The First Steps Towards Understanding Jill and Jessa Duggar’s Fox Interview: Second Generation Adults in Cultic/High Demand Religions

The First Steps Towards Understanding Jill and Jessa Duggar’s Fox Interview: Second Generation Adults in Cultic/High Demand Religions 2015-06-07T12:12:34-04:00
As we adapt in public situations, we also adapt ourselves to fit our masks.  We internalize the “lessons” that we’re taught through each one — and neither one is authentic or healthy.  I never managed either very well, myself.  The Duggar daughters seem to have mastered them, for now.  It’s easier to keep up when you’re younger.
An Untenable Life
What results for the SGA is the “endlessly untenable position where the self has no value.” Existence becomes an attempt to manage or to avoid personal disintegration.  (This feeling makes recovery from the emotional and psychological wounds of the personal and spiritual trauma feel overwhelming.  Letting go of the cult self to trust in the process of healing becomes a terror of what seems like complete personal annihilation.)
For the SGA, life within the group becomes an attempt to juggle a “sufficiently credible performance” with avoidance of getting into even more trouble and greater pain that exceeds the trouble and pain that they constantly bear anyway.  The double bind of both pressures makes life a matter of “damned if you do, and damned if you don’t.”  The cognitive dissonance produced by a double bind life of the SGA becomes part of the vicious cycle of helplessness and hopelessness that keeps them dependent on the group if not enslaved with invisible chains of fear and duty which they tell themselves is really an ideal kind of love.
The self-help and educational literature produced by the cult recovery movement describes this impossible pressure experienced by anyone in a high demand group or relationship as “bounded choice.”  The perfect storm of an inspiring religious ideology and a charismatic leader which then melds with systems of control and manipulation work to alienate the follower.  They must bury their own sense of self (if they even had the chance to develop a functional one), and they cannot access or embrace their inherent internal strengths because of the pervasive restriction of critical thought and imagination.  The situation created by such relationships also often deprives individuals of practical resources (e.g., a trade to earn an income, an adequate education, financial resources) that walking away from their group or family necessitate.
If the adult who is a “first generation” follower of a demanding, restrictive high demand religion struggles to find strength and resources to free themselves from their relationship to their religious communities, how much more difficult are the barriers that SGAs must face without any experience of life outside of their cloistered lives?
A Duggar of a Double Bind
Jill and Jessa who often looked at one another to make eye contact for validation, especially early on in the interview.  For me, I could only see their bounded choice of duty to their family, their culture, and especially the hobgoblin created by the extraordinary pressure of consistency and commitment.  Their parents bound them to that obligation of consistency when they poised and postured them before the world through reality TV.  It breaks my heart.  (This brings up the question as to whether reality TV poses a risk or harm to children.  Read more HERE and HERE.)

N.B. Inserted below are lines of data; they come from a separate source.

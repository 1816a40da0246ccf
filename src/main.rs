mod config;
mod render;

use std::path::PathBuf;
use std::sync::Arc;
use std::time::Duration;

use anyhow::{Context, Result, anyhow};
use chrono::Utc;
use clap::{Args as ClapArgs, Parser, Subcommand};

use kubedeck_k8s::KnownKind;
use kubedeck_query::{Hooks, LogQuery, NamespaceSelector, OperatorInput, QueryState, ResourceKind};

/// Kubedeck - typed, cached access to a Kubernetes cluster and its operators
#[derive(Parser, Debug)]
#[command(name = "kubedeck")]
#[command(author, version, about, long_about = None)]
struct Args {
    /// Config file (TOML); defaults are used when it does not exist
    #[arg(long, env = "KUBEDECK_CONFIG", value_name = "PATH")]
    config: Option<PathBuf>,

    /// Namespace to operate in (`_all` for every namespace)
    #[arg(short, long, global = true)]
    namespace: Option<String>,

    /// Operate across all namespaces
    #[arg(short = 'A', long, global = true, conflicts_with = "namespace")]
    all_namespaces: bool,

    #[command(subcommand)]
    command: Command,
}

#[derive(Subcommand, Debug)]
enum Command {
    /// List resources of a kind, or show one as JSON
    Get {
        /// Kind, plural or short name, e.g. `configmaps`, `cm`, `ds`
        kind: String,
        name: Option<String>,
    },

    /// Delete a resource by name
    Delete { kind: String, name: String },

    /// Print the logs of a pod
    Logs {
        pod: String,

        /// Only the last N lines
        #[arg(long, value_name = "N")]
        tail: Option<i64>,

        #[arg(short, long)]
        container: Option<String>,
    },

    /// List operators and their phase
    Operators,

    /// Install an operator
    Install(LifecycleArgs),

    /// Uninstall an operator
    Uninstall(LifecycleArgs),

    /// Show cluster health
    Health,

    /// Print a resource list every time it refreshes
    Watch {
        kind: String,

        /// Stop after N refreshes (0 runs until interrupted)
        #[arg(long, default_value = "0")]
        count: usize,

        /// Seconds between refreshes
        #[arg(long, default_value = "5")]
        interval: u64,
    },
}

#[derive(ClapArgs, Debug)]
struct LifecycleArgs {
    name: String,

    /// Wait for the operator to settle
    #[arg(long)]
    wait: bool,

    /// How long the service waits when --wait is set
    #[arg(long, value_name = "MS", requires = "wait")]
    timeout_ms: Option<u64>,
}

impl LifecycleArgs {
    fn input(&self) -> OperatorInput {
        let input = OperatorInput::from(self.name.as_str());
        if self.wait {
            input.wait(self.timeout_ms)
        } else {
            input
        }
    }
}

#[tokio::main]
async fn main() {
    let args = Args::parse();

    tracing_subscriber::fmt()
        .with_env_filter(
            tracing_subscriber::EnvFilter::from_default_env()
                .add_directive(tracing::Level::WARN.into()),
        )
        .with_writer(std::io::stderr)
        .init();

    if let Err(e) = run(args).await {
        eprintln!("Error: {:#}", e);
        std::process::exit(1);
    }
}

fn cli_namespace(args: &Args) -> Result<Option<NamespaceSelector>> {
    if args.all_namespaces {
        return Ok(Some(NamespaceSelector::AllNamespaces));
    }
    args.namespace
        .as_deref()
        .map(|ns| {
            ns.parse::<NamespaceSelector>()
                .with_context(|| format!("Invalid namespace '{}'", ns))
        })
        .transpose()
}

fn find_kind(name: &str) -> Result<ResourceKind> {
    KnownKind::find(name)
        .map(|known| known.kind)
        .with_context(|| format!("Unknown resource kind '{}'", name))
}

/// Data of a settled query, or its error
fn into_result<T>(state: QueryState<T>) -> Result<Arc<T>> {
    match (state.data, state.error) {
        (Some(data), _) => Ok(data),
        (None, Some(err)) => Err(anyhow::Error::from(err)),
        (None, None) => Err(anyhow!("no data received")),
    }
}

async fn run(args: Args) -> Result<()> {
    let config = config::load(args.config.as_deref())?;
    let preferred = config::preferred_namespace(&config, cli_namespace(&args)?)?;
    let hooks = Hooks::from_config(&config, preferred).context("Failed to set up the API client")?;

    match args.command {
        Command::Get { kind, name } => {
            let kind = find_kind(&kind)?;
            match name {
                Some(name) => {
                    let mut query = hooks.get_kind(kind, &name, None);
                    let object = into_result(query.settled().await)?;
                    println!("{}", serde_json::to_string_pretty(&*object)?);
                }
                None => {
                    let mut query = hooks.list_kind(kind, None);
                    let list = into_result(query.settled().await)?;
                    print!("{}", render::resource_table(&list, show_namespace(&hooks, &kind), Utc::now()));
                }
            }
        }

        Command::Delete { kind, name } => {
            let kind = find_kind(&kind)?;
            hooks
                .delete_kind(kind)
                .mutate(name.as_str())
                .await
                .map_err(anyhow::Error::from)?;
            println!("{} \"{}\" deleted", kind.kind.to_lowercase(), name);
        }

        Command::Logs { pod, tail, container } => {
            let query = LogQuery {
                tail_lines: tail,
                container,
                ..Default::default()
            };
            let mut logs = hooks.pod_logs(&pod, None, query);
            print!("{}", into_result(logs.settled().await)?);
        }

        Command::Operators => {
            let mut query = hooks.operators();
            let list = into_result(query.settled().await)?;
            print!("{}", render::operator_table(&list));
        }

        Command::Install(lifecycle) => {
            let op = hooks
                .install_operator()
                .mutate(lifecycle.input())
                .await
                .map_err(anyhow::Error::from)?;
            println!("operator {}: {}", op.name, op.phase);
        }

        Command::Uninstall(lifecycle) => {
            let op = hooks
                .uninstall_operator()
                .mutate(lifecycle.input())
                .await
                .map_err(anyhow::Error::from)?;
            println!("operator {}: {}", op.name, op.phase);
        }

        Command::Health => {
            let mut query = hooks.cluster_health();
            let health = into_result(query.settled().await)?;
            print!("{}", render::health_report(&health));
        }

        Command::Watch { kind, count, interval } => {
            let kind = find_kind(&kind)?;
            watch(&hooks, kind, count, Duration::from_secs(interval.max(1))).await?;
        }
    }

    Ok(())
}

fn show_namespace(hooks: &Hooks, kind: &ResourceKind) -> bool {
    kind.namespaced && hooks.context().preferred_namespace().is_all()
}

async fn watch(hooks: &Hooks, kind: ResourceKind, count: usize, interval: Duration) -> Result<()> {
    let mut query = hooks.list_kind(kind, None);
    let mut shown = 0;

    loop {
        let state = query.settled().await;
        match into_result(state) {
            Ok(list) => print!("{}", render::resource_table(&list, show_namespace(hooks, &kind), Utc::now())),
            Err(e) => eprintln!("Error: {:#}", e),
        }
        println!();

        shown += 1;
        if count > 0 && shown >= count {
            return Ok(());
        }

        tokio::select! {
            _ = tokio::signal::ctrl_c() => return Ok(()),
            _ = tokio::time::sleep(interval) => query.refetch(),
        }
    }
}

#[cfg(test)]
mod tests {
    use super::*;

    #[test]
    fn test_namespace_flags() {
        let args = Args::parse_from(["kubedeck", "-A", "get", "pods"]);
        assert_eq!(cli_namespace(&args).unwrap(), Some(NamespaceSelector::AllNamespaces));

        let args = Args::parse_from(["kubedeck", "get", "cm", "-n", "kube-system"]);
        assert_eq!(
            cli_namespace(&args).unwrap(),
            Some(NamespaceSelector::Named("kube-system".to_string()))
        );

        let args = Args::parse_from(["kubedeck", "-n", "Bad_Name", "operators"]);
        assert!(cli_namespace(&args).is_err());

        assert!(Args::try_parse_from(["kubedeck", "-A", "-n", "default", "health"]).is_err());
    }

    #[test]
    fn test_lifecycle_input() {
        let args = Args::parse_from(["kubedeck", "install", "cert-manager", "--wait", "--timeout-ms", "60000"]);
        let Command::Install(lifecycle) = args.command else {
            panic!("expected install");
        };
        let input = lifecycle.input();
        assert_eq!(input.name, "cert-manager");
        assert_eq!(input.query.wait, Some(true));
        assert_eq!(input.query.timeout_ms, Some(60_000));

        assert!(Args::try_parse_from(["kubedeck", "uninstall", "istio", "--timeout-ms", "5"]).is_err());
    }

    #[test]
    fn test_find_kind_by_short_name() {
        assert_eq!(find_kind("ds").unwrap().kind, "DaemonSet");
        assert_eq!(find_kind("configmaps").unwrap().plural, "configmaps");
        assert!(find_kind("widgets").is_err());
    }
}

At the same age as Jill and Jessa, I was not able to voice my own choices to my parents.  I tried a few times, but the pain of their punishment made the efforts short lived.  I worked hard to live up to their expectations until I was in my late thirties — when I finally lost all hope of ever doing so.  I started in (non-nouthetic) therapy at age 19, did not view outcome based psychology as evil, worked consistently to heal, and I didn’t find the strength to defend my own boundaries with my parents until much later in life.  (Please note that the Duggar Family only embraces Biblical or “nouthetic” Counseling which is a type of non-clinical pastoral counseling that operates certification organizations that are completely independent and opposed to standard, clinical mental health care.)